Computational Materials Sciences Awards

The Office of Basic Energy Sciences in the U.S. Department of Energy’s Office of Science announced today three awards for research in Computational Materials Sciences in response to the solicitation DE-FOA-0001276. Awards total $8 million per year for four years starting in FY 2015. The research under these awards will integrate theory and computation with experiment and provide the materials community with advanced tools and techniques in support of the Materials Genome Initiative (MGI). MGI is an effort to reduce the time from discovery to deployment of new advanced materials by a factor of two with the goal to revitalize American manufacturing.

The lead institutions for the awards are Argonne National Laboratory, Brookhaven National Laboratory, and the University of Southern California. All will perform research that utilizes and develops community software for leadership class computing as well as for general use.

For this funding solicitation, integrated, multidisciplinary teams were sought to perform research and develop validated community codes and databases for predictive design of functional materials. Applicants proposed new approaches to enhance the use of large data sets derived from advanced characterization of materials, materials synthesis, processing, properties assessments, and the data generated by large-scale computational efforts that model materials phenomena. Awards were selected from a large number of applications following rigorous peer review of their scientific and technical merit, proposed budget, competency of the team, and management plan.

The projects are expected to develop open-source, robust, validated, user-friendly software (and the associated experimental and computational databases) that captures the essential physics and chemistry of relevant systems and can be used by the broader research community and by industry to accelerate the design of new functional materials. The goal of this research activity is to leap beyond simple extensions of current theory and models of materials towards a paradigm shift in which specialized computational codes and software, coupled with innovative use of experimental and theoretical data, enables the design, discovery, and development of new materials, and in turn, creates new advanced, innovative technologies. Given the importance of materials to virtually all technologies, computational materials sciences is a critical area in which the United States needs to be competitive in the 21st century through global leadership in innovation.

Project Descriptions:

Midwest Integrated Center for Computational Materials

Team: Principal Investigator, Giulia Galli, Argonne National Laboratory. Partners: University of Chicago, University of Michigan, Northwestern University, University of Notre Dame, and University of California-Davis.
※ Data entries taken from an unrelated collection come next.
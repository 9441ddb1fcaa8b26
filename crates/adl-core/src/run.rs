//! Entry points for a full download pass: (list →) resolve → fetch.

use std::path::{Path, PathBuf};

use crate::artifact::{ArtifactDescriptor, SelectionCriteria};
use crate::error::DownloadError;
use crate::orchestrator::fetch_all;
use crate::platform::{Chooser, Platform};
use crate::select::resolve;

/// What to download and where.
#[derive(Debug, Clone, Default)]
pub struct DownloadOptions {
    /// Run to list artifacts for; `None` lists the repository's latest artifacts.
    pub run_id: Option<String>,
    pub destination_dir: PathBuf,
    pub criteria: SelectionCriteria,
}

/// Resolves an already-obtained listing and fetches the result.
///
/// Returns the number of artifacts placed. Resolution finishes before the first
/// fetch, so a resolution error means nothing was transferred.
pub fn download_artifacts(
    platform: &dyn Platform,
    artifacts: &[ArtifactDescriptor],
    criteria: &SelectionCriteria,
    destination_dir: &Path,
    chooser: Option<&dyn Chooser>,
) -> Result<usize, DownloadError> {
    let targets = resolve(artifacts, criteria, destination_dir, chooser)?;
    let fetched = fetch_all(platform, &targets)?;
    tracing::info!(
        count = fetched,
        dir = %destination_dir.display(),
        "download pass complete"
    );
    Ok(fetched)
}

/// Lists artifacts through `platform`, then runs [`download_artifacts`].
pub fn run_download(
    platform: &dyn Platform,
    opts: &DownloadOptions,
    chooser: Option<&dyn Chooser>,
) -> Result<usize, DownloadError> {
    let artifacts = platform
        .list(opts.run_id.as_deref())
        .map_err(DownloadError::ListingFailed)?;
    tracing::debug!(
        run_id = opts.run_id.as_deref().unwrap_or("<latest>"),
        count = artifacts.len(),
        "listed artifacts"
    );
    download_artifacts(
        platform,
        &artifacts,
        &opts.criteria,
        &opts.destination_dir,
        chooser,
    )
}
//! Name and glob matching for artifact selection.

use globset::{GlobBuilder, GlobMatcher};

/// True if `candidate` equals one of `names` exactly (no normalization).
pub fn matches_name<'a, I>(names: I, candidate: &str) -> bool
where
    I: IntoIterator<Item = &'a String>,
{
    names.into_iter().any(|n| n == candidate)
}

/// True if `candidate` matches at least one of `patterns`.
///
/// A malformed pattern never matches; it does not stop the remaining patterns
/// from being tried.
pub fn matches_pattern<'a, I>(patterns: I, candidate: &str) -> bool
where
    I: IntoIterator<Item = &'a String>,
{
    patterns.into_iter().any(|p| match compile(p) {
        Ok(matcher) => matcher.is_match(candidate),
        Err(e) => {
            tracing::debug!(pattern = %p, "ignoring malformed pattern: {}", e);
            false
        }
    })
}

/// Shell-glob semantics: `*`, `?` and classes never match `/`, `\` escapes the
/// next character, and both `[!..]` and `[^..]` negate a class.
fn compile(pattern: &str) -> Result<GlobMatcher, globset::Error> {
    let glob = GlobBuilder::new(&shell_to_globset(pattern))
        .literal_separator(true)
        .backslash_escape(true)
        .build()?;
    Ok(glob.compile_matcher())
}

/// Rewrites the parts of shell-glob syntax globset reads differently.
///
/// A run of `*` outside a class is one wildcard (no `**` recursion), and `{`,
/// `}` are literal characters rather than alternation.
fn shell_to_globset(pattern: &str) -> String {
    let mut out = String::with_capacity(pattern.len());
    let mut chars = pattern.chars().peekable();
    let mut in_class = false;
    let mut prev_star = false;
    while let Some(c) = chars.next() {
        match c {
            '\\' => {
                out.push(c);
                if let Some(next) = chars.next() {
                    out.push(next);
                }
                prev_star = false;
                continue;
            }
            '*' if !in_class => {
                if !prev_star {
                    out.push('*');
                }
                prev_star = true;
                continue;
            }
            '[' if !in_class => {
                in_class = true;
                out.push(c);
                if let Some(&first) = chars.peek() {
                    if first == '!' || first == '^' {
                        out.push(first);
                        chars.next();
                    }
                }
            }
            ']' if in_class => {
                in_class = false;
                out.push(c);
            }
            '{' | '}' if !in_class => {
                out.push('\\');
                out.push(c);
            }
            _ => out.push(c),
        }
        prev_star = false;
    }
    out
}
Goals: Development of interoperable quantum, classical and particle-continuum software, enabling the simulation and prediction of functional materials for energy conversion processes, with an emphasis on interfaces, the transport across them, and the manipulation of matter under conditions far from equilibrium. Validation of materials specific predictions includes experiments at the Advanced Photon Source and the Center for Nanoscale Materials. Data management and computing will primarily use capabilities at the Argonne Leadership Computing Facility.

Center for Computational Design of Functional Strongly Correlated Materials & Theoretical Spectroscopy

Team: Principal Investigator, Gabriel Kotliar, Brookhaven National Laboratory. Partners: Rutgers University, University of Tennessee, and Ames Laboratory.

Goals: Development of next-generation methods and software to accurately describe electronic correlations in oxides and complex materials and a companion database to predict targeted properties with energy-related application to thermoelectric materials. Validation of materials specific predictions includes experiments at the National Synchrotron Light Source II. The project will use capabilities at the National Energy Research Scientific Computing Center (NERSC), and the Argonne and Oak Ridge Leadership Computing Facilities.

Computational Synthesis of Materials Software Project with Validation on Layered Low Dimensional Functional Materials and Ultra-Fast X-Ray Laser Experiments

Team: Principal Investigator, Priya Vashishta, University of Southern California. Partners: California Institute of Technology, Lawrence Berkeley National Laboratory, University of Missouri, Rice University, and SLAC National Accelerator Laboratory.

Goals: Development of next-generation methods and software to predict and control materials processes at the level of electrons for synthesis, intercalation and exfoliation of stacked, twodimensional, functional layered materials with energy-related application to electronics and catalysis. Validation of materials specific predictions includes ultrafast free electron laser experiments at the Linac Coherent Light Source. Data management integrates the Materials Project at Lawrence Berkeley National Laboratory and uses computing capabilities at NERSC and the Argonne Leadership Computing Facility.